1-6102 sayılı TTK’nın 4. maddesine göre bir davanın ticari dava sayılabilmesi için tarafların tacir olması ve uyuşmazlığın her iki tarafın ticari işletmesiyle ilgili hususlardan doğmuş bulunması veya anılan yasa maddesinde sayılan mutlak ticari davalardan sayılması gerekir. Kanunun 5. maddesinde ise, ticari davalarda görevli mahkemenin Asliye Ticaret Mahkemesi olduğu belirtilmiştir. Kanunu’nun 5/3 fıkrası uyarınca dava tarihi itibariyle de Asliye Hukuk Mahkemesi ile Asliye Ticaret Mahkemesi arasındaki ilişki görev ilişkisidir.
Somut uyuşmazlıkta, davacı, banka havalesi yoluyla davalıya borç olarak gönderdiği bedelin ödenmediğini ileri sürerek alacağın tahsili amacıyla başlatılan icra takibine vaki itirazın iptalini istemiştir. Davacı ve davalı gerçek kişi olup, tacir olarak kabul edilseler dahi uyuşmazlığın her iki tarafın ticari işletmesinden kaynaklandığına yönelik dosyaya yansıyan bir belge bulunmamaktadır.
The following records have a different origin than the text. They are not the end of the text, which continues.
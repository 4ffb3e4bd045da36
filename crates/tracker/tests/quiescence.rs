use futures::StreamExt;
use pageload_tracker::{Phase, Tracker, TrackerConfig, TrackerError};
use std::future::Future;
use tokio::time::{Duration, Instant, sleep};

fn load_after(ms: u64) -> impl Future<Output = Result<(), String>> + Send + 'static {
    async move {
        sleep(Duration::from_millis(ms)).await;
        Ok(())
    }
}

fn failing_after(ms: u64) -> impl Future<Output = Result<(), String>> + Send + 'static {
    async move {
        sleep(Duration::from_millis(ms)).await;
        Err("HTTP 500".to_string())
    }
}

async fn sleep_until_offset(start: Instant, ms: u64) {
    tokio::time::sleep_until(start + Duration::from_millis(ms)).await;
}

#[tokio::test(start_paused = true)]
async fn nothing_registered_is_ready_after_grace() {
    let tracker = Tracker::spawn(TrackerConfig::default()).unwrap();
    let mut signal = tracker.signal();
    let start = Instant::now();

    assert!(signal.is_loading());
    signal.wait_ready().await.unwrap();

    let elapsed = start.elapsed();
    assert!(elapsed >= Duration::from_millis(2000), "ready too early: {elapsed:?}");
    assert!(elapsed < Duration::from_millis(2500), "ready too late: {elapsed:?}");
    assert_eq!(tracker.status().phase, Phase::Ready);
    assert!(!tracker.status().timed_out);
}

#[tokio::test(start_paused = true)]
async fn two_fetches_are_ready_only_after_stability_windows() {
    let tracker = Tracker::spawn(TrackerConfig::default()).unwrap();
    let mut signal = tracker.signal();
    let start = Instant::now();

    tracker.reset();
    tracker.register(load_after(100));
    sleep_until_offset(start, 50).await;
    tracker.register(load_after(70));

    // Both fetches are done by 120ms, but the stability windows still run.
    sleep_until_offset(start, 2900).await;
    assert!(signal.is_loading());
    assert_eq!(tracker.status().registered, 2);
    assert_eq!(tracker.status().fulfilled, 2);

    signal.wait_ready().await.unwrap();
    let elapsed = start.elapsed();
    assert!(elapsed >= Duration::from_millis(3000), "ready too early: {elapsed:?}");
    assert!(elapsed < Duration::from_millis(3500), "ready too late: {elapsed:?}");
}

#[tokio::test(start_paused = true)]
async fn hung_load_is_cut_off_by_hard_timeout() {
    let tracker = Tracker::spawn(TrackerConfig::default()).unwrap();
    let mut signal = tracker.signal();
    let start = Instant::now();

    tracker.register(load_after(50));
    tracker.register(futures::future::pending::<()>());

    signal.wait_ready().await.unwrap();
    let elapsed = start.elapsed();
    assert!(elapsed >= Duration::from_millis(15000), "ready too early: {elapsed:?}");
    assert!(elapsed < Duration::from_millis(15500), "ready too late: {elapsed:?}");

    let status = tracker.status();
    assert!(status.timed_out);
    assert_eq!(status.outstanding(), 1);
}

#[tokio::test(start_paused = true)]
async fn late_registration_during_drain_postpones_ready() {
    let tracker = Tracker::spawn(TrackerConfig::default()).unwrap();
    let mut signal = tracker.signal();
    let start = Instant::now();

    tracker.register(load_after(100));

    sleep_until_offset(start, 2100).await;
    assert_eq!(tracker.status().phase, Phase::Draining);

    tracker.register(load_after(1000));

    // Without the late load this run would have been ready at 2800ms.
    sleep_until_offset(start, 2900).await;
    assert!(signal.is_loading());
    sleep_until_offset(start, 3150).await;
    assert!(signal.is_loading());

    signal.wait_ready().await.unwrap();
    let elapsed = start.elapsed();
    assert!(elapsed >= Duration::from_millis(3100), "ready too early: {elapsed:?}");
    assert!(elapsed < Duration::from_millis(5500), "ready too late: {elapsed:?}");
    assert_eq!(tracker.status().fulfilled, 2);
}

#[tokio::test(start_paused = true)]
async fn reset_while_ready_flips_signal_and_forgets_old_loads() {
    let tracker = Tracker::spawn(TrackerConfig::default()).unwrap();
    let mut signal = tracker.signal();

    tracker.register(load_after(100));
    signal.wait_ready().await.unwrap();

    tracker.reset();
    assert!(signal.is_loading());

    // A slow load from the previous page finishes after the next reset.
    tracker.register(load_after(5000));
    sleep(Duration::from_millis(100)).await;
    tracker.reset();
    tracker.register(futures::future::pending::<()>());

    sleep(Duration::from_millis(6000)).await;
    let status = tracker.status();
    assert_eq!(status.generation, 2);
    assert_eq!(status.registered, 1);
    assert_eq!(status.settled(), 0);
    assert!(signal.is_loading());
}

#[tokio::test(start_paused = true)]
async fn concurrent_loads_all_settle_before_ready() {
    let tracker = Tracker::spawn(TrackerConfig::default()).unwrap();
    let mut signal = tracker.signal();
    let start = Instant::now();

    for offset in 0..5 {
        tracker.register(load_after(1000 + offset * 10));
    }

    signal.wait_ready().await.unwrap();
    assert!(start.elapsed() > Duration::from_millis(1040));

    let status = tracker.status();
    assert_eq!(status.registered, 5);
    assert_eq!(status.fulfilled, 5);
    assert!(!status.timed_out);
}

#[tokio::test(start_paused = true)]
async fn failures_and_panics_count_as_settled() {
    let tracker = Tracker::spawn(TrackerConfig::default()).unwrap();
    let mut signal = tracker.signal();

    tracker.register(load_after(100));
    tracker.register(failing_after(200));
    tracker.register(async {
        if true {
            panic!("image decode exploded");
        }
        Ok::<(), ()>(())
    });

    signal.wait_ready().await.unwrap();

    let status = tracker.status();
    assert!(!status.timed_out);
    assert_eq!(status.fulfilled, 1);
    assert_eq!(status.rejected, 2);
}

#[tokio::test(start_paused = true)]
async fn producers_that_never_stop_cannot_livelock() {
    let tracker = Tracker::spawn(TrackerConfig::default()).unwrap();
    let mut signal = tracker.signal();
    let start = Instant::now();

    let producer = tracker.clone();
    tokio::spawn(async move {
        for _ in 0..100 {
            producer.register(load_after(200));
            sleep(Duration::from_millis(400)).await;
        }
    });

    signal.wait_ready().await.unwrap();
    let elapsed = start.elapsed();
    assert!(elapsed >= Duration::from_millis(15000), "ready too early: {elapsed:?}");
    assert!(elapsed < Duration::from_millis(15500), "ready too late: {elapsed:?}");
    assert!(tracker.status().timed_out);
}

#[tokio::test(start_paused = true)]
async fn tracked_load_returns_output_to_producer() {
    let tracker = Tracker::spawn(TrackerConfig::fast()).unwrap();

    let news = tracker.track(async {
        sleep(Duration::from_millis(30)).await;
        Ok::<_, String>(vec!["headline"])
    });

    assert_eq!(news.await.unwrap(), Ok(vec!["headline"]));
    assert_eq!(tracker.status().registered, 1);
}

#[tokio::test(start_paused = true)]
async fn tracked_load_after_shutdown_is_abandoned() {
    let tracker = Tracker::spawn(TrackerConfig::fast()).unwrap();
    let mut status = tracker.watch_status();

    tracker.shutdown();
    while status.changed().await.is_ok() {}

    let result = tracker.track(load_after(10)).await;
    assert!(matches!(result, Err(TrackerError::Abandoned)));
}

#[tokio::test(start_paused = true)]
async fn signal_stream_reports_loading_then_ready() {
    let tracker = Tracker::spawn(TrackerConfig::fast()).unwrap();
    tracker.register(load_after(20));

    let values: Vec<bool> = tracker
        .signal()
        .into_stream()
        .take_while(|loading| futures::future::ready(*loading))
        .collect()
        .await;

    assert!(!values.is_empty());
    assert!(values.iter().all(|loading| *loading));
    assert!(!tracker.signal().is_loading());
}

#[tokio::test]
async fn invalid_config_is_rejected() {
    let err = Tracker::new(TrackerConfig::default().with_stability(0, 3))
        .err()
        .expect("zero stability polls should be rejected");
    assert!(matches!(
        err,
        TrackerError::InvalidConfig {
            field: "size_stable_polls",
            ..
        }
    ));
}

#[tokio::test(start_paused = true)]
async fn reset_mid_run_restarts_hard_timeout_from_new_run() {
    let tracker = Tracker::spawn(TrackerConfig::default()).unwrap();
    let mut signal = tracker.signal();
    let start = Instant::now();

    tracker.register(futures::future::pending::<()>());

    sleep_until_offset(start, 10_000).await;
    tracker.reset();
    tracker.register(futures::future::pending::<()>());

    // The abandoned run's deadline was 15s; it must not end the new page.
    sleep_until_offset(start, 15_500).await;
    assert!(signal.is_loading());
    assert_eq!(tracker.status().phase, Phase::Accumulating);

    signal.wait_ready().await.unwrap();
    let elapsed = start.elapsed();
    assert!(elapsed >= Duration::from_millis(25_000), "ready too early: {elapsed:?}");
    assert!(elapsed < Duration::from_millis(25_500), "ready too late: {elapsed:?}");

    let status = tracker.status();
    assert!(status.timed_out);
    assert_eq!(status.generation, 1);
    assert_eq!(status.registered, 1);
}

#[tokio::test(start_paused = true)]
async fn reset_mid_run_with_nothing_new_is_ready_after_grace() {
    let tracker = Tracker::spawn(TrackerConfig::default()).unwrap();
    let mut signal = tracker.signal();
    let start = Instant::now();

    tracker.register(futures::future::pending::<()>());

    sleep_until_offset(start, 1000).await;
    assert_eq!(tracker.status().phase, Phase::Accumulating);
    tracker.reset();

    sleep_until_offset(start, 2900).await;
    assert!(signal.is_loading());
    assert_eq!(tracker.status().phase, Phase::Idle);

    signal.wait_ready().await.unwrap();
    let elapsed = start.elapsed();
    assert!(elapsed >= Duration::from_millis(3000), "ready too early: {elapsed:?}");
    assert!(elapsed < Duration::from_millis(3500), "ready too late: {elapsed:?}");

    let status = tracker.status();
    assert!(!status.timed_out);
    assert_eq!(status.registered, 0);
}
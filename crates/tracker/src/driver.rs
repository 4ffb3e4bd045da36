use futures::future::BoxFuture;
use futures::stream::{FuturesUnordered, StreamExt};
use pageload_core::{LoadOutcome, Phase, TrackerConfig, TrackerStatus};
use std::sync::Arc;
use tokio::sync::{mpsc, watch};
use tokio::task::{JoinError, JoinHandle};
use tokio::time::{Instant, sleep_until};
use tracing::{debug, info, warn};

use crate::run::{DetectionRun, Observation};

pub(crate) type LoadFuture = BoxFuture<'static, LoadOutcome>;

pub(crate) enum Command {
    Register(LoadFuture),
    Reset,
    Shutdown,
}

impl std::fmt::Debug for Command {
    fn fmt(&self, f: &mut std::fmt::Formatter<'_>) -> std::fmt::Result {
        match self {
            Command::Register(_) => f.write_str("Register"),
            Command::Reset => f.write_str("Reset"),
            Command::Shutdown => f.write_str("Shutdown"),
        }
    }
}

/// Owns the pending set and runs settlement detection.
///
/// Obtained from [`crate::Tracker::new`]; spawn [`TrackerDriver::run`] on a
/// tokio runtime. Exactly one driver serves a tracker, so at most one
/// detection loop is ever active.
pub struct TrackerDriver {
    config: TrackerConfig,
    commands: mpsc::UnboundedReceiver<Command>,
    loading: Arc<watch::Sender<bool>>,
    status: watch::Sender<TrackerStatus>,
    pending: FuturesUnordered<JoinHandle<LoadOutcome>>,
    current: TrackerStatus,
    grace_deadline: Option<Instant>,
    run: Option<DetectionRun>,
}

impl TrackerDriver {
    pub(crate) fn new(
        config: TrackerConfig,
        commands: mpsc::UnboundedReceiver<Command>,
        loading: Arc<watch::Sender<bool>>,
        status: watch::Sender<TrackerStatus>,
    ) -> Self {
        Self {
            config,
            commands,
            loading,
            status,
            pending: FuturesUnordered::new(),
            current: TrackerStatus::default(),
            grace_deadline: None,
            run: None,
        }
    }

    pub async fn run(mut self) {
        // A fresh tracker starts out exactly like a reset one.
        self.arm_grace();
        self.publish();

        loop {
            let wake = self.next_wake();

            tokio::select! {
                biased;

                command = self.commands.recv() => match command {
                    Some(Command::Register(load)) => self.on_register(load),
                    Some(Command::Reset) => self.on_reset(),
                    Some(Command::Shutdown) | None => break,
                },
                Some(joined) = self.pending.next(), if !self.pending.is_empty() => {
                    self.on_settled(joined);
                }
                _ = sleep_until(wake.unwrap_or_else(Instant::now)), if wake.is_some() => {
                    self.on_wake(Instant::now());
                }
            }
        }

        debug!(generation = self.current.generation, "tracker driver stopped");
    }

    fn next_wake(&self) -> Option<Instant> {
        match &self.run {
            Some(run) => Some(run.next_wake()),
            None => self.grace_deadline,
        }
    }

    fn arm_grace(&mut self) {
        self.grace_deadline = Some(Instant::now() + self.config.idle_grace);
        self.loading.send_replace(true);
    }

    fn on_register(&mut self, load: LoadFuture) {
        self.pending.push(tokio::spawn(load));
        self.current.registered += 1;
        self.grace_deadline = None;

        if self.run.is_none() {
            let now = Instant::now();
            self.run = Some(DetectionRun::start(
                &self.config,
                now,
                self.current.registered,
            ));
            self.current.timed_out = false;
            self.loading.send_replace(true);
            self.set_phase(Phase::Accumulating);
            info!(
                generation = self.current.generation,
                pending = self.current.registered,
                "detection run started"
            );
        } else {
            debug!(
                generation = self.current.generation,
                pending = self.current.registered,
                "load registered"
            );
        }
        self.publish();
    }

    fn on_reset(&mut self) {
        // Dropping the join handles detaches the tasks; stale settlements
        // can no longer reach the new generation.
        self.pending = FuturesUnordered::new();
        self.run = None;
        self.current = TrackerStatus {
            generation: self.current.generation + 1,
            ..TrackerStatus::default()
        };
        self.arm_grace();
        info!(generation = self.current.generation, "tracker reset");
        self.publish();
    }

    fn on_settled(&mut self, joined: Result<LoadOutcome, JoinError>) {
        let outcome = joined.unwrap_or_else(|err| {
            debug!(error = %err, "load task did not complete");
            LoadOutcome::Rejected
        });
        match outcome {
            LoadOutcome::Fulfilled => self.current.fulfilled += 1,
            LoadOutcome::Rejected => self.current.rejected += 1,
        }
        debug!(
            generation = self.current.generation,
            settled = self.current.settled(),
            pending = self.current.registered,
            ?outcome,
            "load settled"
        );
        self.publish();
    }

    fn on_wake(&mut self, now: Instant) {
        let Some(run) = self.run.as_mut() else {
            if self.grace_deadline.is_some_and(|deadline| now >= deadline) {
                info!(
                    generation = self.current.generation,
                    "nothing registered during grace window"
                );
                self.finish(false);
            }
            return;
        };

        if run.timed_out(now) {
            warn!(
                generation = self.current.generation,
                outstanding = self.current.outstanding(),
                elapsed_ms = now.duration_since(run.started).as_millis() as u64,
                "hard timeout reached, forcing ready"
            );
            self.finish(true);
            return;
        }

        if !run.poll_due(now) {
            return;
        }

        let observation = run.observe(
            &self.config,
            now,
            self.current.registered,
            self.current.all_settled(),
        );
        let elapsed_ms = now.duration_since(run.started).as_millis() as u64;
        let generation = self.current.generation;
        let pending = self.current.registered;
        let settled = self.current.settled();

        match observation {
            Observation::SizeChanged { from, to } => {
                debug!(generation, from, to, elapsed_ms, "pending set changed, stability restarted");
                self.set_phase(Phase::Accumulating);
            }
            Observation::SizeSettling { polls } => {
                debug!(generation, pending, polls, elapsed_ms, "waiting for pending set to hold");
                self.set_phase(Phase::Accumulating);
            }
            Observation::Unsettled => {
                debug!(generation, pending, settled, elapsed_ms, "loads still in flight");
                self.set_phase(Phase::Accumulating);
            }
            Observation::Draining { rounds } => {
                debug!(generation, pending, rounds, elapsed_ms, "all loads settled");
                self.set_phase(Phase::Draining);
            }
            Observation::Confirming => {
                debug!(generation, pending, elapsed_ms, "confirming before ready");
                self.set_phase(Phase::Draining);
            }
            Observation::Confirmed => {
                info!(
                    generation = self.current.generation,
                    fulfilled = self.current.fulfilled,
                    rejected = self.current.rejected,
                    elapsed_ms,
                    "page ready"
                );
                self.finish(false);
            }
        }
    }

    fn finish(&mut self, timed_out: bool) {
        self.run = None;
        self.grace_deadline = None;
        self.current.timed_out = timed_out;
        self.set_phase(Phase::Ready);
        self.publish();
        self.loading.send_replace(false);
    }

    fn set_phase(&mut self, phase: Phase) {
        if self.current.phase != phase {
            debug!(from = ?self.current.phase, to = ?phase, "phase change");
            self.current.phase = phase;
            self.publish();
        }
    }

    fn publish(&self) {
        self.status.send_replace(self.current.clone());
    }
}
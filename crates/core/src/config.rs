use serde::Deserialize;
use std::time::Duration;

use crate::TrackerError;

#[derive(Debug, Clone, PartialEq, Eq)]
pub struct TrackerConfig {
    /// Delay before the first poll of a detection run, so a burst of
    /// registrations from the same tick lands first.
    pub initial_delay: Duration,
    pub poll_interval: Duration,
    /// Consecutive polls the pending-set size must hold before settlement is checked.
    pub size_stable_polls: u32,
    /// Consecutive polls with everything settled and the size unchanged.
    pub settled_stable_rounds: u32,
    /// Last wait before `Ready`, after which the size is checked once more.
    pub confirm_delay: Duration,
    /// How long a reset tracker waits for a first registration.
    pub idle_grace: Duration,
    /// Ceiling on a detection run, measured from its start.
    pub hard_timeout: Duration,
}

impl Default for TrackerConfig {
    fn default() -> Self {
        Self {
            initial_delay: Duration::from_millis(500),
            poll_interval: Duration::from_millis(300),
            size_stable_polls: 5,
            settled_stable_rounds: 3,
            confirm_delay: Duration::from_millis(500),
            idle_grace: Duration::from_millis(2000),
            hard_timeout: Duration::from_millis(15000),
        }
    }
}

/// On-disk shape: every field optional, in milliseconds.
#[derive(Debug, Default, Deserialize)]
#[serde(deny_unknown_fields)]
struct RawTrackerConfig {
    initial_delay_ms: Option<u64>,
    poll_interval_ms: Option<u64>,
    size_stable_polls: Option<u32>,
    settled_stable_rounds: Option<u32>,
    confirm_delay_ms: Option<u64>,
    idle_grace_ms: Option<u64>,
    hard_timeout_ms: Option<u64>,
}

impl TrackerConfig {
    pub fn with_poll_interval(mut self, ms: u64) -> Self {
        self.poll_interval = Duration::from_millis(ms);
        self
    }

    pub fn with_hard_timeout(mut self, ms: u64) -> Self {
        self.hard_timeout = Duration::from_millis(ms);
        self
    }

    pub fn with_idle_grace(mut self, ms: u64) -> Self {
        self.idle_grace = Duration::from_millis(ms);
        self
    }

    pub fn with_stability(mut self, size_stable_polls: u32, settled_stable_rounds: u32) -> Self {
        self.size_stable_polls = size_stable_polls;
        self.settled_stable_rounds = settled_stable_rounds;
        self
    }

    pub fn fast() -> Self {
        Self {
            initial_delay: Duration::from_millis(200),
            poll_interval: Duration::from_millis(100),
            size_stable_polls: 3,
            settled_stable_rounds: 2,
            confirm_delay: Duration::from_millis(200),
            idle_grace: Duration::from_millis(1000),
            hard_timeout: Duration::from_millis(8000),
        }
    }

    pub fn patient() -> Self {
        Self {
            initial_delay: Duration::from_millis(1000),
            poll_interval: Duration::from_millis(500),
            size_stable_polls: 6,
            settled_stable_rounds: 4,
            confirm_delay: Duration::from_millis(1000),
            idle_grace: Duration::from_millis(4000),
            hard_timeout: Duration::from_millis(30000),
        }
    }

    /// Parse a JSON object of overrides on top of the defaults.
    pub fn from_json(json: &str) -> Result<Self, TrackerError> {
        let raw: RawTrackerConfig = serde_json::from_str(json)?;
        let defaults = Self::default();
        let ms = |value: Option<u64>, fallback: Duration| {
            value.map(Duration::from_millis).unwrap_or(fallback)
        };

        let config = Self {
            initial_delay: ms(raw.initial_delay_ms, defaults.initial_delay),
            poll_interval: ms(raw.poll_interval_ms, defaults.poll_interval),
            size_stable_polls: raw.size_stable_polls.unwrap_or(defaults.size_stable_polls),
            settled_stable_rounds: raw
                .settled_stable_rounds
                .unwrap_or(defaults.settled_stable_rounds),
            confirm_delay: ms(raw.confirm_delay_ms, defaults.confirm_delay),
            idle_grace: ms(raw.idle_grace_ms, defaults.idle_grace),
            hard_timeout: ms(raw.hard_timeout_ms, defaults.hard_timeout),
        };
        config.validate()?;
        Ok(config)
    }

    pub fn validate(&self) -> Result<(), TrackerError> {
        if self.poll_interval.is_zero() {
            return Err(TrackerError::InvalidConfig {
                field: "poll_interval",
                reason: "must be greater than zero",
            });
        }
        if self.size_stable_polls == 0 {
            return Err(TrackerError::InvalidConfig {
                field: "size_stable_polls",
                reason: "must be at least 1",
            });
        }
        if self.settled_stable_rounds == 0 {
            return Err(TrackerError::InvalidConfig {
                field: "settled_stable_rounds",
                reason: "must be at least 1",
            });
        }
        if self.hard_timeout <= self.initial_delay {
            return Err(TrackerError::InvalidConfig {
                field: "hard_timeout",
                reason: "must be longer than initial_delay",
            });
        }
        Ok(())
    }
}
Bu durumda eldeki dava, ticari nitelikte bir dava değildir. Hal böyle olunca davaya bakmaya Ticaret Mahkemesi değil Asliye Hukuk mahkemesi görevlidir. Görevle ilgili düzenlemeler kamu düzenine ilişkin olup taraflar ileri sürmese dahi yargılamanın her aşamasında resen gözetilir. Görevle ilgili hususlarda kazanılmış hak söz konusu olmaz. O halde mahkemece, davanın Asliye Hukuk Mahkemesi’nin görevine girdiği gözetilerek görevsizlik kararı verilmesi gerekirken işin esasına girilerek yazılı şekilde hüküm kurulması usul ve yasaya aykırı olup, bozmayı gerektirir.
2-Bozma nedenine göre, davacı ve davalının temyiz itirazlarının incelenmesine şimdilik gerek görülmemiştir.
SONUÇ: Yukarıda (1) nolu bentte açıklanan nedenlerle temyiz olunan hükmün BOZULMASINA, (2) nolu bentte açıklanan nedenle davacı ve davalının temyiz itirazlarının incelenmesine şimdilik yer olmadığına, peşin alınan 29,20 TL harcın davacıya, 991,00 TL harcın davalıya iadesine, HUMK’nun 440/I maddesi uyarınca tebliğden itibaren 15 gün içerisinde karar düzeltme yolu açık olmak üzere, 26/12/2018 gününde oybirliğiyle karar verildi.